Information supplied section start
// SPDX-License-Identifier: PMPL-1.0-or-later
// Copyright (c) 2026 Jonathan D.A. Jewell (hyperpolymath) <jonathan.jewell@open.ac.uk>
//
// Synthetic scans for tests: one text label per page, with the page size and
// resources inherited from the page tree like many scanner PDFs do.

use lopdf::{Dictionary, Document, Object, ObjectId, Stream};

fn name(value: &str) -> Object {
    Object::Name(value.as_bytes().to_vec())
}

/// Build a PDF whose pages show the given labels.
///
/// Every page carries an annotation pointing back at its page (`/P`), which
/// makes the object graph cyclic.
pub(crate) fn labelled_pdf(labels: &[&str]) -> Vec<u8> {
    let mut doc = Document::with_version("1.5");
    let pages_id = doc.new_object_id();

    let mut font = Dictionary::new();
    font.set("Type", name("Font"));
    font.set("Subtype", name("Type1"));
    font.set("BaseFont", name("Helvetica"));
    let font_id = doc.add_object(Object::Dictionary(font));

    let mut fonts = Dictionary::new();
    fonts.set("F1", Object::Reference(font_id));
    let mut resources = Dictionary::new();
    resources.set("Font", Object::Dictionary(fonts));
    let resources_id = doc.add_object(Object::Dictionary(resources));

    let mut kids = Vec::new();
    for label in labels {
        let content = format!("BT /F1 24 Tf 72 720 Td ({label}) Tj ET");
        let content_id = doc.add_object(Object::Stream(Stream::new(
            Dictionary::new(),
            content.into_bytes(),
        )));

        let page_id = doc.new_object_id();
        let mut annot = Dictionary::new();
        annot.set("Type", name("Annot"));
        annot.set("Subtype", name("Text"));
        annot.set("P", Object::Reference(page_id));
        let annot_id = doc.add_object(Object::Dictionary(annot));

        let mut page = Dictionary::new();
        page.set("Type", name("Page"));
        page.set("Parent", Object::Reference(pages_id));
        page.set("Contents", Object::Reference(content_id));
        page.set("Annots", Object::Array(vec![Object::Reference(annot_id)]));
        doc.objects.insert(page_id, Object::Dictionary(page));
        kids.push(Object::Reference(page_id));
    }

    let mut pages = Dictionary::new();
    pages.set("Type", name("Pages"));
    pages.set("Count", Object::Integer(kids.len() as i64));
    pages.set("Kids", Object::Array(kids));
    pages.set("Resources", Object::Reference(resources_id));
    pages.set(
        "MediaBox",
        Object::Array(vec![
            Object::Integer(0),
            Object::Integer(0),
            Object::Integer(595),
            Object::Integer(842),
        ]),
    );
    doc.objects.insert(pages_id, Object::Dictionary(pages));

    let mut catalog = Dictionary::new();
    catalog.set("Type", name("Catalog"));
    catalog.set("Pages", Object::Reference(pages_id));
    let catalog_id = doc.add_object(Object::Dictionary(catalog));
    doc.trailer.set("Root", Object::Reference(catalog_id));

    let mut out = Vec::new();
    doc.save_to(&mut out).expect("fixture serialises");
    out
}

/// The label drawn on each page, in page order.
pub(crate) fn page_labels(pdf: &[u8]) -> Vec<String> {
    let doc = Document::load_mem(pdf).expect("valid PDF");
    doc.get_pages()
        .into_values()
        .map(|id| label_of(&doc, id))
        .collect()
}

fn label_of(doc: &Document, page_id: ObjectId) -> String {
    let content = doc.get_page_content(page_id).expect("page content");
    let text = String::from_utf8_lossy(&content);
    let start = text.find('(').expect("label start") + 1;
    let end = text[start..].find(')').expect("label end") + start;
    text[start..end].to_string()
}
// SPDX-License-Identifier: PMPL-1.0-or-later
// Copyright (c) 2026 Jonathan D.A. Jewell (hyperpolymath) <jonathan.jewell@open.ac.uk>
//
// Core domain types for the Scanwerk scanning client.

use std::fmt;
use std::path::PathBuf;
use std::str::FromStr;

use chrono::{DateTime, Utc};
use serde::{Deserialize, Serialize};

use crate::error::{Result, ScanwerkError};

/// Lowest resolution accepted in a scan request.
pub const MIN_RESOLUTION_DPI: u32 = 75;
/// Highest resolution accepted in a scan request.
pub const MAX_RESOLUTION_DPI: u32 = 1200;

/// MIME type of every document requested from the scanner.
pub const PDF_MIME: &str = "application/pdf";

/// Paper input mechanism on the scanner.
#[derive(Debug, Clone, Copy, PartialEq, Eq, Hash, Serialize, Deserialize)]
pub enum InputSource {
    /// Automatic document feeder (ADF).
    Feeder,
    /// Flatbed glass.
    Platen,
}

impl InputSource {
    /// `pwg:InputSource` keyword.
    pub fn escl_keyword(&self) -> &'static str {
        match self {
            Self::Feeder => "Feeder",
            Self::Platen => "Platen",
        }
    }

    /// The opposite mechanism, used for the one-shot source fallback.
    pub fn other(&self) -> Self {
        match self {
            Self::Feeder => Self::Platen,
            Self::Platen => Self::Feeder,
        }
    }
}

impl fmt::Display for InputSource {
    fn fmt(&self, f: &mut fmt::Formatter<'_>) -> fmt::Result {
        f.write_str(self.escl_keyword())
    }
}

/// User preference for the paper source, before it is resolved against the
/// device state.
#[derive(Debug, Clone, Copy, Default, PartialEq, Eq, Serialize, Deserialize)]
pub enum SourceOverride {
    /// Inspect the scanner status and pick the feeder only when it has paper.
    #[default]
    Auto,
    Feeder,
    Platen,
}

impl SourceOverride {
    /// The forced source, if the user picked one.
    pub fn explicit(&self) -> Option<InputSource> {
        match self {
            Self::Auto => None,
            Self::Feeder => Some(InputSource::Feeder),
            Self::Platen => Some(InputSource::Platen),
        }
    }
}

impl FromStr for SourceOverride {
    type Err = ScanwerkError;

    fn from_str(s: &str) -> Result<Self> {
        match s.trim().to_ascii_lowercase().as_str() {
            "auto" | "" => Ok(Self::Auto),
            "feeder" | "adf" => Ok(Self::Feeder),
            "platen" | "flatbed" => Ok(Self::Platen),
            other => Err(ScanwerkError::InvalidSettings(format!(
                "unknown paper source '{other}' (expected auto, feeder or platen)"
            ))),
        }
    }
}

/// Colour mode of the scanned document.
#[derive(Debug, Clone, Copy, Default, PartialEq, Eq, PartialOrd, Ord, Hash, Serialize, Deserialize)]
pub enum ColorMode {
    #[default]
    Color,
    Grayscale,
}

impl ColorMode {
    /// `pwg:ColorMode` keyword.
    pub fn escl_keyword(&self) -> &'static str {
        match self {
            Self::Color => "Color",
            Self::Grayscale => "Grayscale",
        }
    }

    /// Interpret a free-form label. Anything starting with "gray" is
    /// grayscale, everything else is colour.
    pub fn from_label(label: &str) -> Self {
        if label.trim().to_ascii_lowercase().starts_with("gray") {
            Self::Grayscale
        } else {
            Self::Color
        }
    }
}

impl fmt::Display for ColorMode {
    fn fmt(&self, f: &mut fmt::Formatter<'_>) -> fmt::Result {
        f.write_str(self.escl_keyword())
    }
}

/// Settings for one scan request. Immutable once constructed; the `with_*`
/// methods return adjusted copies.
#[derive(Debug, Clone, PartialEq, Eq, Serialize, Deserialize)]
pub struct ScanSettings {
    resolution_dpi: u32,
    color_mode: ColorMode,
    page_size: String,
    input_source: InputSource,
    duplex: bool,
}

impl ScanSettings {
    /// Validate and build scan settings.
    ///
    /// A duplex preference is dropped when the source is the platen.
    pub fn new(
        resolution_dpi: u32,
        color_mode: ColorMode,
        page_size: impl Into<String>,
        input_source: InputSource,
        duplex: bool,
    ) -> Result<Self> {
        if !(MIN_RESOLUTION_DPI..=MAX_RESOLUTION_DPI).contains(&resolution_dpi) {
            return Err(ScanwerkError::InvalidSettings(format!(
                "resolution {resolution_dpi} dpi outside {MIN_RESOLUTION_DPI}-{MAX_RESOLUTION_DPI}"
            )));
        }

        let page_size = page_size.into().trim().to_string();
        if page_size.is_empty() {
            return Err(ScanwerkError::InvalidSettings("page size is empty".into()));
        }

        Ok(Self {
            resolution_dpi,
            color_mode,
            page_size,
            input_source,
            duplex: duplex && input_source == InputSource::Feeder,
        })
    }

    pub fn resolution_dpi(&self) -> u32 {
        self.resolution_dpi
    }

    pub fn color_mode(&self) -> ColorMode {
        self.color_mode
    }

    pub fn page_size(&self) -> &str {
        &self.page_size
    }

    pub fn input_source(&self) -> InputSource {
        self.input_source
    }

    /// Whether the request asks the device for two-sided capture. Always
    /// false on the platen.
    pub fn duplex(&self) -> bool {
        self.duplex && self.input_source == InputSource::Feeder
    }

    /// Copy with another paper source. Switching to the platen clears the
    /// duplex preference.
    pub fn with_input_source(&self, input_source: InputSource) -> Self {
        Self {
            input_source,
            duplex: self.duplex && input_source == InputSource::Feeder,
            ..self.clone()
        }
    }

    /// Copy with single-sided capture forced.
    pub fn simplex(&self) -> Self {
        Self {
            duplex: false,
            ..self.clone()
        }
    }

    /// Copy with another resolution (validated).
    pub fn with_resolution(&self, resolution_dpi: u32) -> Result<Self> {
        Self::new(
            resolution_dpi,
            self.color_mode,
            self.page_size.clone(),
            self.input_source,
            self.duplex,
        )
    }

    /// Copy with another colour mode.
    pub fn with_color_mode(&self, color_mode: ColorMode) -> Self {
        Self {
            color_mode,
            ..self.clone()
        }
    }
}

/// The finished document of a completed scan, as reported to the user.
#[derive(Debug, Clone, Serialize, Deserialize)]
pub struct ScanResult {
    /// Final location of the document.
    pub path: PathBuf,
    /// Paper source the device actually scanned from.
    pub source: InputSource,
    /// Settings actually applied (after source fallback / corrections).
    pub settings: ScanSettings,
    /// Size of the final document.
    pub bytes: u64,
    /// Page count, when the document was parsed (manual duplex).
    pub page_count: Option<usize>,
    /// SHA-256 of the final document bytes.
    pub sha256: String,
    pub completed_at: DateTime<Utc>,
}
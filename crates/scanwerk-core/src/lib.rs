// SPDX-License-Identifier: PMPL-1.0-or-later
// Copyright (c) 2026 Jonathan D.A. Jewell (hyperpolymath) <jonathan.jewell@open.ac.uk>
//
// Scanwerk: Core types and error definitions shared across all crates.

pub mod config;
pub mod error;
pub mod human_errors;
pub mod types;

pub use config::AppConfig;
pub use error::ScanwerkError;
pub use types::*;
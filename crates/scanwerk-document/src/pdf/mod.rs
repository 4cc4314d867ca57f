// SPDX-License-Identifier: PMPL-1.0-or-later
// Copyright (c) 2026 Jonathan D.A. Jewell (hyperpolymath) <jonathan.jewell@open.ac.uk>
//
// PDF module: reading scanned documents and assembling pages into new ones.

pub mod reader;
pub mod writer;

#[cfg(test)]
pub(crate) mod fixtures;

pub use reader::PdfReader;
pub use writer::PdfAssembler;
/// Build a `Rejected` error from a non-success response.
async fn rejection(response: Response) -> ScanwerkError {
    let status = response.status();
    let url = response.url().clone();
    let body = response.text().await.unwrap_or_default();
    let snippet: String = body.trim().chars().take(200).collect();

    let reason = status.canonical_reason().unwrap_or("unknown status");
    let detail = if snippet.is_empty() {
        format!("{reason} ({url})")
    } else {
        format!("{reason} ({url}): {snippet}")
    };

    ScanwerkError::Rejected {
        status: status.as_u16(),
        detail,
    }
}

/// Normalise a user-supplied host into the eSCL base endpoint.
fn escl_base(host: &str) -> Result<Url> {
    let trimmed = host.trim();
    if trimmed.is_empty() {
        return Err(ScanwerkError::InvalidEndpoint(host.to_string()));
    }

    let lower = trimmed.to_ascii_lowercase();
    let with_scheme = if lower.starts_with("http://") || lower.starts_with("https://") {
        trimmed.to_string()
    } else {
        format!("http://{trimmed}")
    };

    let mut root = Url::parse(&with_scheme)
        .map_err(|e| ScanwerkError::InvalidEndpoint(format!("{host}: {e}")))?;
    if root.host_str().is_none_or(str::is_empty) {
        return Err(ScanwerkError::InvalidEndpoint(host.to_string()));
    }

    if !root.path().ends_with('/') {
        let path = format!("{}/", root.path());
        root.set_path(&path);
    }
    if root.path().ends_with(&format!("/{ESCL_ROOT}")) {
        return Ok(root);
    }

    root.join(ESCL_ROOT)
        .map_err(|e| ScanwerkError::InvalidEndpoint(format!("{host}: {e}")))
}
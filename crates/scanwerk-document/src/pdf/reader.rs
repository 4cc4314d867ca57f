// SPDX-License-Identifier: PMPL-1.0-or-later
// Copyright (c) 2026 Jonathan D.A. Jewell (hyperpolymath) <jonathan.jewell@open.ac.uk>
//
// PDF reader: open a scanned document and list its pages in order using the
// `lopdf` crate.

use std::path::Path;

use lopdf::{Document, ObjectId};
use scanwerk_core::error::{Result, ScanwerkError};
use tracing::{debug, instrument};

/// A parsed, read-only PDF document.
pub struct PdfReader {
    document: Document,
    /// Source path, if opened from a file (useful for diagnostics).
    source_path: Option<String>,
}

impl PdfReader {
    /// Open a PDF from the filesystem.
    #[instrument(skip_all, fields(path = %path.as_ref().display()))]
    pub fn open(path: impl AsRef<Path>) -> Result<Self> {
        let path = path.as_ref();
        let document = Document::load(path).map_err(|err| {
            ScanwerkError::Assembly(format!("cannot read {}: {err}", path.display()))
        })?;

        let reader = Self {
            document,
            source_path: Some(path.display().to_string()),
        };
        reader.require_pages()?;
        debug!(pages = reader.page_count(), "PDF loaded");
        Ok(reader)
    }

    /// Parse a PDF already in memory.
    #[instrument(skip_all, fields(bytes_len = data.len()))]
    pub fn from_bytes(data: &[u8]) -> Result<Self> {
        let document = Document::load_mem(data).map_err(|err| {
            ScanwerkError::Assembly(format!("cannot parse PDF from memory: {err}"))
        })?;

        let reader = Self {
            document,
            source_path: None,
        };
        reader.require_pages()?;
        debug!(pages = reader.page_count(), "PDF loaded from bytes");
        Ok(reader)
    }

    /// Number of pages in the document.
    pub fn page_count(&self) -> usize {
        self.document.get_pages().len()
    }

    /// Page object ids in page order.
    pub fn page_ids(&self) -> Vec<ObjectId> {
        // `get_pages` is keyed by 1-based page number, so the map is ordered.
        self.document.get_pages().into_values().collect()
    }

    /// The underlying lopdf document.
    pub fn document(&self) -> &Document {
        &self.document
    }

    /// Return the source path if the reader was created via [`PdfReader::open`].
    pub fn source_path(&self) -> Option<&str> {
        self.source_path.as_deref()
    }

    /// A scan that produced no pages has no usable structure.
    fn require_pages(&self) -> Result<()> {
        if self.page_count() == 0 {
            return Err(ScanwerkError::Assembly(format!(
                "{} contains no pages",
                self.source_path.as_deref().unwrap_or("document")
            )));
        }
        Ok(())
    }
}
Information supplied section end
[Goal of the exercise]
Nothing but the lines from the one with "pub fn source_path(&self)" to the last line of the data should appear in the answer, each exactly as it stands.

[Solved exercise]
    pub fn source_path(&self) -> Option<&str> {
        self.source_path.as_deref()
    }

    /// A scan that produced no pages has no usable structure.
    fn require_pages(&self) -> Result<()> {
        if self.page_count() == 0 {
            return Err(ScanwerkError::Assembly(format!(
                "{} contains no pages",
                self.source_path.as_deref().unwrap_or("document")
            )));
        }
        Ok(())
    }
}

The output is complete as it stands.